Argeo tiene nombre de héroe de ficción, por eso me motivó a retomar mi escritura. De Buenos Aires a Génova, de Génova a Buenos Aires, y ¿después? No tengo más que un diario de viajes. Sé lo que hizo mi bisabuelo en 1952, cada uno de sus días, pero no sé dónde murió, ni por qué. La poca información que sabe mi abuela es que sus padres eran muy religiosos y que esperaban que él fuera cura. Por eso, escapó en su último año escolar. Casi como una decisión adolescente, cruzó el océano y sembró una vida en Buenos Aires, hasta que un día, tuvo la oportunidad de volver a su pueblo natal.

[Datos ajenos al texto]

use thiserror::Error;

#[derive(Debug, Error)]
pub enum MimeError {
    #[error(transparent)]
    Io(#[from] std::io::Error),

    #[error("content too short: need at least {needed} bytes to sniff a signature")]
    TooShort { needed: usize },

    #[error(transparent)]
    Json(#[from] serde_json::Error),

    #[error("invalid mime table: {0}")]
    InvalidTable(String),

    #[error("unknown mime category: {0:?}")]
    UnknownCategory(String),
}

pub type Result<T, E = MimeError> = std::result::Result<T, E>;
//! MIME type lookups.
//!
//! Resolves a file name, bare extension or URL path to a MIME type through a
//! static extension table generated from `mime_types.json` at build time,
//! sniffs a few well-known content signatures, and sorts MIME strings into
//! coarse [`MimeTypeCategory`] buckets.
//!
//! ```rust
//! use mimetypes::{get_mime_category, get_mime_type, types, MimeTypeCategory};
//!
//! assert_eq!(get_mime_type("report.PDF"), types::PDF);
//! assert_eq!(get_mime_type(".gz"), "application/gzip");
//! assert_eq!(get_mime_type("no-such-ext"), mimetypes::DEFAULT_MIME_TYPE);
//! assert_eq!(get_mime_category("application/ld+json"), MimeTypeCategory::Json);
//! ```

use std::collections::HashMap;
use std::path::Path;

use lazy_static::lazy_static;

mod error;
pub use crate::error::*;

mod table;
pub use crate::table::*;

mod mimetype;
pub use crate::mimetype::*;

mod sniff;
pub use crate::sniff::*;

mod category;
pub use crate::category::*;

#[cfg(test)]
mod generate;

/// Returned whenever an input cannot be resolved to anything more specific.
pub const DEFAULT_MIME_TYPE: &str = "application/octet-stream";

/// One constant per entry of `mime_types.json`, named after the extension
/// (`PDF`, `GZ`, `_7Z`, `JSON5`, ...).
pub mod types {
    include!(concat!(env!("OUT_DIR"), "/mime_types.rs"));
}
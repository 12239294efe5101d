use std::{env, process};

use anyhow::Result;
use lazy_static::lazy_static;
use mimetypes::*;
use tracing_subscriber::EnvFilter;

mod config;
use crate::config::*;

pub const PKG_VERSION: &str = env!("CARGO_PKG_VERSION");
pub const PKG_NAME: &str = env!("CARGO_PKG_NAME");
pub const COMMIT_ID: &str = env!("GIT_COMMITID");

const STDIN_INPUT: &str = "-";

#[tokio::main(flavor = "current_thread")]
pub async fn main() -> Result<()> {
    tracing_subscriber::fmt()
        .with_env_filter(CONFIG.log_filter())
        .with_writer(std::io::stderr)
        .init();

    if CONFIG.verbose {
        eprintln!("{} {} ({})", PKG_NAME, PKG_VERSION, COMMIT_ID);
        tracing::debug!(mode = ?CONFIG.mode, inputs = ?CONFIG.inputs, "parsed command line");
    }

    let table = mimetypes::init();

    match CONFIG.mode {
        Mode::List => {
            let mut entries: Vec<(&str, &str)> = table.iter().collect();
            entries.sort_unstable();
            for (ext, mime) in entries {
                println!("{}\t{}\t{}", ext, mime, get_mime_category(mime));
            }
        }
        Mode::Content => sniff_inputs(&CONFIG.inputs).await?,
        Mode::Category => {
            require_inputs();
            for input in &CONFIG.inputs {
                println!("{}\t{}", input, get_mime_category(input.as_str()));
            }
        }
        Mode::Extension | Mode::Url => {
            require_inputs();
            for input in &CONFIG.inputs {
                let mime = match CONFIG.mode {
                    Mode::Url => get_mime_type_for_url(input),
                    _ => get_mime_type(input.as_str()),
                };
                println!("{}\t{}\t{}", input, mime, get_mime_category(mime));
            }
        }
    }

    Ok(())
}

fn require_inputs() {
    if CONFIG.inputs.is_empty() {
        Config::usage();
    }
}

// Sniffs every input, reporting failures without stopping at the first one
async fn sniff_inputs(inputs: &[String]) -> Result<()> {
    let stdin_only = [String::from(STDIN_INPUT)];
    let inputs = if inputs.is_empty() { &stdin_only[..] } else { inputs };

    let mut failures = 0usize;
    for input in inputs {
        let sniffed = if input == STDIN_INPUT {
            let mut stdin = tokio::io::stdin();
            get_mime_type_by_content_from_async_reader(&mut stdin).await
        } else {
            get_mime_type_by_content_async(input).await
        };

        match sniffed {
            Ok(mime) => println!("{}\t{}\t{}", input, mime, get_mime_category(mime)),
            Err(e) => {
                eprintln!("{}: {}", input, e);
                failures += 1;
            }
        }
    }

    if failures > 0 {
        return Err(anyhow::anyhow!("{} of {} input(s) could not be sniffed", failures, inputs.len()));
    }
    Ok(())
}
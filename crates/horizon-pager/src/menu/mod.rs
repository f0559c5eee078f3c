//! The tab strip.
//!
//! - [`MenuStrip`]: tab sequence, highlight, geometry and selection signals
//! - [`MenuItem`] / [`Icon`]: tab descriptions
//! - [`MenuDataSource`] / [`TabLayoutDelegate`]: capabilities the strip consumes
//! - [`MenuTile`]: per-tab render model handed to the host

mod item;
mod layout;
mod source;
mod strip;
mod tile;

pub use item::{Icon, MenuItem};
pub use layout::{DEFAULT_TAB_SPACING, TabAlignment, TabGeometry, leading_inset};
pub use source::{MenuDataSource, StaticMenuSource, TabLayoutDelegate};
pub use strip::{MenuStrip, TabChange};
pub use tile::MenuTile;
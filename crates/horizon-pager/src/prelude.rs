//! Common imports for embedding the pager.
//!
//! ```
//! use horizon_pager::prelude::*;
//! ```

pub use crate::config::{MenuStyle, PageStyle, PagerConfig, ScrollDirection};
pub use crate::error::{PagerError, PagerResult};
pub use crate::geometry::{Color, EdgeInsets, Font, LayoutDirection, Point, Rect, Size};
pub use crate::index::PageIndex;
pub use crate::menu::{
    Icon, MenuDataSource, MenuItem, MenuStrip, MenuTile, TabAlignment, TabLayoutDelegate,
};
pub use crate::pager::{
    DragPhase, PagerController, PagerDataSource, RecordingSurface, ScrollPosition, ScrollSurface,
};
pub use crate::text::TextMeasure;

pub use horizon_pager_core::{ConnectionGuard, Signal};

Mi único héroe en este lío refleja con nitidez el desarraigo, la nostalgia y el autodescubrimiento. Los tres pilares que se me cruzaban por la cabeza cada vez que pensaba irme del país. Encontré el cuaderno porque empecé a sentirme expulsada de mi propio país. Tuve la necesidad de exiliarme en algún lugar que tuviera sabor a conocido, que representara lo que sentí toda mi vida en Argentina y que Argentina ya no podía darme. Entendí a Argeo desde el primer renglón. Me sirve pensar que es la prueba contundente de que no nací de un repollo. De que la tinta, la escritura y el nomadismo están en alguna generación de mi árbol. 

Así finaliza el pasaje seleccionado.